TASK DESCRIPTION:
Your task is to filter the entries and copy every line containing the string "ManagementEndpoint".
::::
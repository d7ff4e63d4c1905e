// src/config/model.rs

use std::path::PathBuf;
use std::time::Duration;

use serde::Deserialize;

use crate::deploy::ManagementEndpoint;
use crate::exec::GoalSequence;
use crate::types::BuildTool;

/// Configuration exactly as read from `Bundlewatch.toml`.
///
/// ```toml
/// [build]
/// tool = "maven"
/// goals = ["clean", "package"]
/// watch_goals = ["fizzed-watcher:run"]
///
/// [deploy]
/// deploy_dir = "/opt/server/deploy"
/// artifacts = ["*.jar", "*.war"]
///
/// [server]
/// host = "localhost"
/// port = 8101
/// ```
///
/// Every section is optional. Use [`ConfigFile::try_from`] to get a
/// validated configuration.
#[derive(Debug, Clone, Default, Deserialize)]
pub struct RawConfigFile {
    #[serde(default)]
    pub build: BuildSection,

    #[serde(default)]
    pub deploy: DeploySection,

    /// Management endpoint; when present it is checked before `deploy`
    /// and `watch` start.
    #[serde(default)]
    pub server: Option<ServerSection>,
}

/// `[build]` section.
#[derive(Debug, Clone, Deserialize)]
pub struct BuildSection {
    /// `"maven"` or `"gradle"`. Detected from the project when omitted.
    #[serde(default)]
    pub tool: Option<BuildTool>,

    /// Goals for `build` and the first build of `watch`.
    #[serde(default)]
    pub goals: Option<Vec<String>>,

    /// Goals for the long-running build started by `watch`.
    #[serde(default)]
    pub watch_goals: Option<Vec<String>>,

    /// Overrides the tool's own success marker.
    #[serde(default)]
    pub success_marker: Option<String>,

    /// Echo build output to the console.
    #[serde(default = "default_tee")]
    pub tee: bool,
}

fn default_tee() -> bool {
    true
}

impl Default for BuildSection {
    fn default() -> Self {
        Self {
            tool: None,
            goals: None,
            watch_goals: None,
            success_marker: None,
            tee: default_tee(),
        }
    }
}

/// `[deploy]` section.
#[derive(Debug, Clone, Deserialize)]
pub struct DeploySection {
    /// Server directory scanned for new bundles.
    #[serde(default)]
    pub deploy_dir: Option<PathBuf>,

    /// Build output directory; defaults to the tool's convention.
    #[serde(default)]
    pub output_dir: Option<PathBuf>,

    /// File-name globs selecting the artifacts to deploy.
    #[serde(default = "default_artifacts")]
    pub artifacts: Vec<String>,

    /// Skip artifacts whose content did not change since the last deploy.
    #[serde(default)]
    pub skip_unchanged: bool,
}

fn default_artifacts() -> Vec<String> {
    vec!["*.jar".to_string(), "*.war".to_string()]
}

impl Default for DeploySection {
    fn default() -> Self {
        Self {
            deploy_dir: None,
            output_dir: None,
            artifacts: default_artifacts(),
            skip_unchanged: false,
        }
    }
}

/// `[server]` section.
#[derive(Debug, Clone, Deserialize)]
pub struct ServerSection {
    #[serde(default = "default_host")]
    pub host: String,

    pub port: u16,

    #[serde(default = "default_connect_timeout_ms")]
    pub connect_timeout_ms: u64,
}

fn default_host() -> String {
    "localhost".to_string()
}

fn default_connect_timeout_ms() -> u64 {
    2000
}

/// Validated configuration. Constructed via `TryFrom<RawConfigFile>`.
#[derive(Debug, Clone)]
pub struct ConfigFile {
    pub tool: BuildTool,
    pub goals: GoalSequence,
    pub watch_goals: GoalSequence,
    pub success_marker: String,
    pub tee: bool,
    pub deploy: DeploySettings,
    pub server: Option<ManagementEndpoint>,
}

#[derive(Debug, Clone)]
pub struct DeploySettings {
    pub deploy_dir: Option<PathBuf>,
    pub output_dir: Option<PathBuf>,
    pub artifacts: Vec<String>,
    pub skip_unchanged: bool,
}

impl ServerSection {
    pub fn endpoint(&self) -> ManagementEndpoint {
        ManagementEndpoint::new(self.host.clone(), self.port)
            .with_timeout(Duration::from_millis(self.connect_timeout_ms))
    }
}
::::
WRITTEN REPLY:
use crate::deploy::ManagementEndpoint;
    pub server: Option<ManagementEndpoint>,
    pub fn endpoint(&self) -> ManagementEndpoint {
        ManagementEndpoint::new(self.host.clone(), self.port)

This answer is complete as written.